Scroll to the right to continue reading the chart
Medicare Supplement Benefits
Part A coinsurance and hospital coverage
Part B coinsurance or copayment
Part A hospice care coinsurance or copayment
First 3 pints of blood
Skilled nursing facility coinsurance
Part A deductible
Part B deductible
Part B excess charges
Foreign travel emergency
* Plan F and Plan C are not available to Medicare beneficiaries who became eligible for Medicare on or after January 1, 2020. If you became eligible for Medicare before 2020, you may still be able to enroll in Plan F or Plan C as long as they are available in your area.+ Read more
1 Plans F and G offer high-deductible plans that each have an annual deductible of $2,370 in 2021. Once the annual deductible is met, the plan pays 100% of covered services for the rest of the year. The high-deductible Plan F is not available to new beneficiaries who became eligible for Medicare on or after January 1, 2020.
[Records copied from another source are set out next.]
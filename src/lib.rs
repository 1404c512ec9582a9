//! Search an LDAP directory server described by an LDAP URL.
//!
//! An URL such as `ldap://host/dc=example,dc=tld?cn,mail?sub?(uid=*)` names
//! the server, the base DN, the attributes to return, the scope and the filter
//! of a search (RFC 4516). The library parses it, connects (with TLS for
//! `ldaps://`), sends the search and streams the decoded entries to a callback
//! as they arrive. A second callback receives the final outcome exactly once.
//!
//! The LDAP protocol itself is implemented in this crate: BER encoding of
//! requests and streaming decoding of responses, RFC 4515 filters, simple bind
//! and StartTLS. The same [`Directory`] capability is also available on top of
//! the [`ldap3`] crate through [`ldap::Ldap3Directory`].
//!
//! For a general primer on LDAP, the [introduction] in the `ldap3` crate is an
//! excellent resource.
//!
//! [introduction]: https://github.com/inejge/ldap3/blob/master/LDAP-primer.md
//!
//! # Getting started
//! A minimal example of running a search might look like so:
//! ```no_run
//! # async fn run() {
//! use ldap_search::{
//!     config::{BindConfig, Config},
//!     search_url, EntryExt, NativeDirectory,
//! };
//!
//! // Configuration can also be deserialized with serde. It's hand-constructed
//! // here for demonstration purposes.
//! let config = Config {
//!     bind: Some(BindConfig {
//!         dn: "cn=admin,dc=example,dc=org".to_owned(),
//!         password: "verysecret".to_owned(),
//!     }),
//!     ..Config::default()
//! };
//!
//! let directory = NativeDirectory::new(config);
//! search_url(
//!     &directory,
//!     "ldap://localhost/ou=people,dc=example,dc=org?cn,mail?sub?(objectClass=inetOrgPerson)",
//!     |entry| println!("{}: {:?}", entry.dn, entry.attr_first("cn")),
//!     |result| match result {
//!         Ok(result) => println!("Found {} entries", result.entries.len()),
//!         Err(err) => eprintln!("Search failed: {err}"),
//!     },
//! )
//! .await;
//! # }
//! ```
//!
//! # Limitations
//! * One search at a time per connection, requests are not pipelined.
//! * Referrals and continuation references are reported, never chased.
//! * Only simple binds, no SASL.
//! * Request and response controls are not supported, response controls are
//!   skipped.

mod ber;
pub mod codec;
pub mod config;
pub mod descriptor;
pub mod directory;
pub mod entry;
pub mod error;
pub mod filter;
pub mod ldap;
pub mod session;
pub mod transport;

pub use ldap3::{self, SearchEntry};

pub use crate::{
	config::{BindConfig, Config, ConnectionConfig, SearchConfig, TLSConfig},
	descriptor::{QueryDescriptor, Scheme, Scope},
	directory::{search_url, Directory, NativeDirectory},
	entry::{Entry, EntryExt, SearchResult},
	error::{Error, ErrorKind, ResultCode},
	filter::Filter,
	ldap::Ldap3Directory,
	session::{search, SearchSession, SearchState},
	transport::{connect, CloseHandle, Connection, ConnectionState},
};
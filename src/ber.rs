//! BER tag-length-value primitives.
//!
//! Only the subset of BER permitted by RFC 4511 section 5.1 is accepted:
//! definite lengths and tag numbers below 31. Reading happens from complete
//! in-memory slices; the framing layer in [`crate::codec`] makes sure a whole
//! message is available before any of it is parsed.

use crate::error::DecodeError;

/// Universal BOOLEAN.
pub(crate) const BOOLEAN: u8 = 0x01;
/// Universal INTEGER.
pub(crate) const INTEGER: u8 = 0x02;
/// Universal OCTET STRING.
pub(crate) const OCTET_STRING: u8 = 0x04;
/// Universal ENUMERATED.
pub(crate) const ENUMERATED: u8 = 0x0A;
/// Universal constructed SEQUENCE.
pub(crate) const SEQUENCE: u8 = 0x30;
/// Universal constructed SET.
pub(crate) const SET: u8 = 0x31;

/// Maximum number of length octets accepted in the long form.
const MAX_LENGTH_OCTETS: usize = 4;

/// The identifier and length octets of an element.
#[derive(Debug, Clone, Copy, PartialEq, Eq)]
pub(crate) struct Header {
	/// Identifier octet.
	pub(crate) tag: u8,
	/// Length of the contents.
	pub(crate) len: usize,
	/// Number of octets taken by identifier and length.
	pub(crate) header_len: usize,
}

impl Header {
	/// Total size of the element.
	pub(crate) fn element_len(&self) -> usize {
		self.header_len.saturating_add(self.len)
	}
}

/// Parses the header at the start of `buf`. Returns `Ok(None)` if `buf` ends
/// before the header is complete.
pub(crate) fn parse_header(buf: &[u8]) -> Result<Option<Header>, DecodeError> {
	let Some(&tag) = buf.first() else {
		return Ok(None);
	};
	if tag & 0x1F == 0x1F {
		return Err(DecodeError::HighTagNumber);
	}
	let Some(&first) = buf.get(1) else {
		return Ok(None);
	};
	if first & 0x80 == 0 {
		return Ok(Some(Header { tag, len: usize::from(first), header_len: 2 }));
	}

	let octets = usize::from(first & 0x7F);
	if octets == 0 {
		return Err(DecodeError::IndefiniteLength);
	}
	if octets > MAX_LENGTH_OCTETS {
		return Err(DecodeError::LengthOverflow(octets));
	}
	let Some(bytes) = buf.get(2..2 + octets) else {
		return Ok(None);
	};
	let len = bytes.iter().fold(0_usize, |acc, byte| (acc << 8) | usize::from(*byte));
	Ok(Some(Header { tag, len, header_len: 2 + octets }))
}

/// Decodes the two's complement contents of an INTEGER or ENUMERATED.
fn decode_integer(content: &[u8]) -> Result<i64, DecodeError> {
	let Some(&first) = content.first() else {
		return Err(DecodeError::InvalidInteger);
	};
	if content.len() > 8 {
		return Err(DecodeError::InvalidInteger);
	}
	let init: i64 = if first & 0x80 == 0 { 0 } else { -1 };
	Ok(content.iter().fold(init, |acc, byte| (acc << 8) | i64::from(*byte)))
}

/// Minimal two's complement big-endian encoding of `value`.
fn encode_integer(value: i64) -> Vec<u8> {
	let bytes = value.to_be_bytes();
	let mut start = 0;
	while start < bytes.len() - 1 {
		let next_negative = bytes[start + 1] & 0x80 != 0;
		match bytes[start] {
			0x00 if !next_negative => start += 1,
			0xFF if next_negative => start += 1,
			_ => break,
		}
	}
	bytes[start..].to_vec()
}

/// Sequential reader over the elements of a complete BER buffer.
#[derive(Debug, Clone)]
pub(crate) struct BerReader<'a> {
	/// Bytes not yet consumed.
	data: &'a [u8],
}

impl<'a> BerReader<'a> {
	pub(crate) fn new(data: &'a [u8]) -> Self {
		Self { data }
	}

	pub(crate) fn is_empty(&self) -> bool {
		self.data.is_empty()
	}

	/// The identifier of the next element, if any.
	pub(crate) fn peek_tag(&self) -> Option<u8> {
		self.data.first().copied()
	}

	/// Reads the next element, returning its tag and contents.
	pub(crate) fn read_element(&mut self) -> Result<(u8, &'a [u8]), DecodeError> {
		let header = parse_header(self.data)?.ok_or(DecodeError::Truncated)?;
		if self.data.len() < header.element_len() {
			return Err(DecodeError::Truncated);
		}
		let (element, rest) = self.data.split_at(header.element_len());
		self.data = rest;
		Ok((header.tag, &element[header.header_len..]))
	}

	/// Reads the next element, which must carry `tag`.
	pub(crate) fn read_tagged(&mut self, tag: u8) -> Result<&'a [u8], DecodeError> {
		match self.peek_tag() {
			Some(found) if found != tag => {
				Err(DecodeError::UnexpectedTag { expected: tag, found })
			}
			_ => self.read_element().map(|(_, content)| content),
		}
	}

	/// Reads the next element if it carries `tag`.
	pub(crate) fn read_optional(&mut self, tag: u8) -> Result<Option<&'a [u8]>, DecodeError> {
		if self.peek_tag() == Some(tag) {
			self.read_tagged(tag).map(Some)
		} else {
			Ok(None)
		}
	}

	/// Reads a nested reader over the contents of the next element.
	pub(crate) fn read_constructed(&mut self, tag: u8) -> Result<BerReader<'a>, DecodeError> {
		self.read_tagged(tag).map(BerReader::new)
	}

	pub(crate) fn read_integer_tagged(&mut self, tag: u8) -> Result<i64, DecodeError> {
		decode_integer(self.read_tagged(tag)?)
	}

	pub(crate) fn read_integer(&mut self) -> Result<i64, DecodeError> {
		self.read_integer_tagged(INTEGER)
	}

	pub(crate) fn read_enumerated(&mut self) -> Result<i64, DecodeError> {
		self.read_integer_tagged(ENUMERATED)
	}

	pub(crate) fn read_bool_tagged(&mut self, tag: u8) -> Result<bool, DecodeError> {
		match self.read_tagged(tag)? {
			[value] => Ok(*value != 0),
			_ => Err(DecodeError::InvalidBoolean),
		}
	}

	pub(crate) fn read_bool(&mut self) -> Result<bool, DecodeError> {
		self.read_bool_tagged(BOOLEAN)
	}

	/// Reads a UTF-8 string carried under `tag`.
	pub(crate) fn read_string_tagged(&mut self, tag: u8) -> Result<String, DecodeError> {
		let bytes = self.read_tagged(tag)?;
		String::from_utf8(bytes.to_vec()).map_err(|_| DecodeError::InvalidUtf8)
	}

	/// Reads an LDAPString / LDAPDN (OCTET STRING holding UTF-8).
	pub(crate) fn read_string(&mut self) -> Result<String, DecodeError> {
		self.read_string_tagged(OCTET_STRING)
	}

	/// Ensures all input has been consumed.
	pub(crate) fn finish(self) -> Result<(), DecodeError> {
		if self.data.is_empty() {
			Ok(())
		} else {
			Err(DecodeError::TrailingData)
		}
	}
}

/// Builder for BER encoded data.
#[derive(Debug, Default)]
pub(crate) struct BerWriter {
	/// Encoded output.
	buffer: Vec<u8>,
}

impl BerWriter {
	pub(crate) fn new() -> Self {
		Self::default()
	}

	pub(crate) fn into_bytes(self) -> Vec<u8> {
		self.buffer
	}

	fn write_header(&mut self, tag: u8, len: usize) {
		self.buffer.push(tag);
		if len < 0x80 {
			// Short form
			self.buffer.push(len as u8);
		} else {
			let bytes = len.to_be_bytes();
			let skip = bytes.iter().take_while(|byte| **byte == 0).count();
			let significant = &bytes[skip..];
			self.buffer.push(0x80 | significant.len() as u8);
			self.buffer.extend_from_slice(significant);
		}
	}

	/// Writes a primitive element with the given contents.
	pub(crate) fn write_element(&mut self, tag: u8, content: &[u8]) {
		self.write_header(tag, content.len());
		self.buffer.extend_from_slice(content);
	}

	/// Writes a constructed element whose contents are produced by `build`.
	pub(crate) fn write_constructed(&mut self, tag: u8, build: impl FnOnce(&mut BerWriter)) {
		let mut inner = BerWriter::new();
		build(&mut inner);
		self.write_element(tag, &inner.buffer);
	}

	pub(crate) fn write_integer_tagged(&mut self, tag: u8, value: i64) {
		self.write_element(tag, &encode_integer(value));
	}

	pub(crate) fn write_integer(&mut self, value: i64) {
		self.write_integer_tagged(INTEGER, value);
	}

	pub(crate) fn write_enumerated(&mut self, value: i64) {
		self.write_integer_tagged(ENUMERATED, value);
	}

	pub(crate) fn write_bool_tagged(&mut self, tag: u8, value: bool) {
		self.write_element(tag, &[if value { 0xFF } else { 0x00 }]);
	}

	pub(crate) fn write_bool(&mut self, value: bool) {
		self.write_bool_tagged(BOOLEAN, value);
	}

	pub(crate) fn write_octets(&mut self, value: &[u8]) {
		self.write_element(OCTET_STRING, value);
	}

	pub(crate) fn write_string(&mut self, value: &str) {
		self.write_octets(value.as_bytes());
	}
}
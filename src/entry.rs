//! Search results and helper methods for extracting data from them.
use std::collections::HashMap;

use ldap3::SearchEntry;

/// A directory entry returned by a search.
#[derive(Debug, Clone, PartialEq, Eq, Default)]
pub struct Entry {
	/// Distinguished name of the entry.
	pub dn: String,
	/// Attribute values by attribute description. Values keep the order the
	/// server sent them in.
	pub attrs: HashMap<String, Vec<Vec<u8>>>,
}

impl From<SearchEntry> for Entry {
	fn from(entry: SearchEntry) -> Self {
		let mut attrs: HashMap<String, Vec<Vec<u8>>> = entry
			.attrs
			.into_iter()
			.map(|(name, values)| (name, values.into_iter().map(String::into_bytes).collect()))
			.collect();
		for (name, values) in entry.bin_attrs {
			attrs.entry(name).or_default().extend(values);
		}
		Self { dn: entry.dn, attrs }
	}
}

/// Terminal outcome of a successful search.
#[derive(Debug, Clone, PartialEq, Eq, Default)]
pub struct SearchResult {
	/// Entries in arrival order.
	pub entries: Vec<Entry>,
	/// Continuation references returned instead of entries. These are not
	/// followed.
	pub references: Vec<String>,
}

/// Attribute values that do not have the expected syntax.
#[derive(thiserror::Error, Debug, Clone, PartialEq, Eq)]
pub enum AttributeError {
	/// The contents of an attribute did not conform to the expected syntax.
	#[error("Malformed value of attribute {0}")]
	Invalid(String),
}

/// An extension trait for search entries that provides convenience methods
/// for extracting data.
pub trait EntryExt {
	/// Get the first value of an attribute. Will return `None` if attribute
	/// value is not valid UTF-8.
	fn attr_first(&self, attr: &str) -> Option<&str>;

	/// Get the first value of an attribute, in binary form
	fn bin_attr_first(&self, attr: &str) -> Option<&[u8]>;

	/// Get the first value of an attribute, interpreted as a boolean.
	fn bool_first(&self, attr: &str) -> Option<Result<bool, AttributeError>> {
		match self.attr_first(attr) {
			Some("TRUE") => Some(Ok(true)),
			Some("FALSE") => Some(Ok(false)),
			Some(_) => Some(Err(AttributeError::Invalid(attr.to_owned()))),
			None => None,
		}
	}
}

impl EntryExt for Entry {
	fn attr_first(&self, attr: &str) -> Option<&str> {
		std::str::from_utf8(self.bin_attr_first(attr)?).ok()
	}

	fn bin_attr_first(&self, attr: &str) -> Option<&[u8]> {
		self.attrs.get(attr)?.first().map(Vec::as_slice)
	}
}

impl EntryExt for SearchEntry {
	fn attr_first(&self, attr: &str) -> Option<&str> {
		let attr = self.attrs.get(attr)?;
		attr.first().map(String::as_str)
	}

	fn bin_attr_first(&self, attr: &str) -> Option<&[u8]> {
		if let Some(attr) = self.attrs.get(attr) {
			return attr.first().map(String::as_bytes);
		}

		if let Some(attr) = self.bin_attrs.get(attr) {
			return attr.first().map(Vec::as_slice);
		}
		None
	}
}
2 Plan K has an out-of-pocket yearly limit of $6,220 in 2021. After you pay the out-of-pocket yearly limit and yearly Part B deductible, it pays 100% of covered services for the rest of the calendar year.
3 Plan L has an out-of-pocket yearly limit of $3,110 in 2021. After you pay the out-of-pocket yearly limit and yearly Part B deductible, it pays 100% of covered services for the rest of the calendar year.
4 Plan N pays 100% of the Part B coinsurance, except for a copayment of up to $20 for some office visits and up to $50 copayment for emergency room visits that don’t result in an inpatient admission.- Read less
What to Know Before You Shop
There are several other basics to keep in mind as you shop for a Medigap plan:
- You must be at least 65 years old and enrolled in Medicare Part A and Part B to be eligible for Medigap. However, in some states, Medicare recipients who are younger than 65 may qualify for a Medigap plan. Speak with a licensed agent to find out if you qualify.
- You can not be enrolled in Medicare Advantage (Medicare Part C) and a Medigap plan at the same time.
- You will pay a monthly premium for your Medigap plan in addition to your monthly premium for Medicare Part B.
- Your Medigap plan will only cover one person. You’ll have to get a separate plan for your spouse.
- Medigap plans that share a letter will have the same basic benefits no matter where you buy them. For example, a Medigap Plan K policy purchased from one insurer will have the same basic benefits as a Medigap Plan K policy from another insurer. However, the price you pay for each plan can vary greatly, even for the same exact benefits. Be sure to shop around to find the Medigap policy you want at the best available price.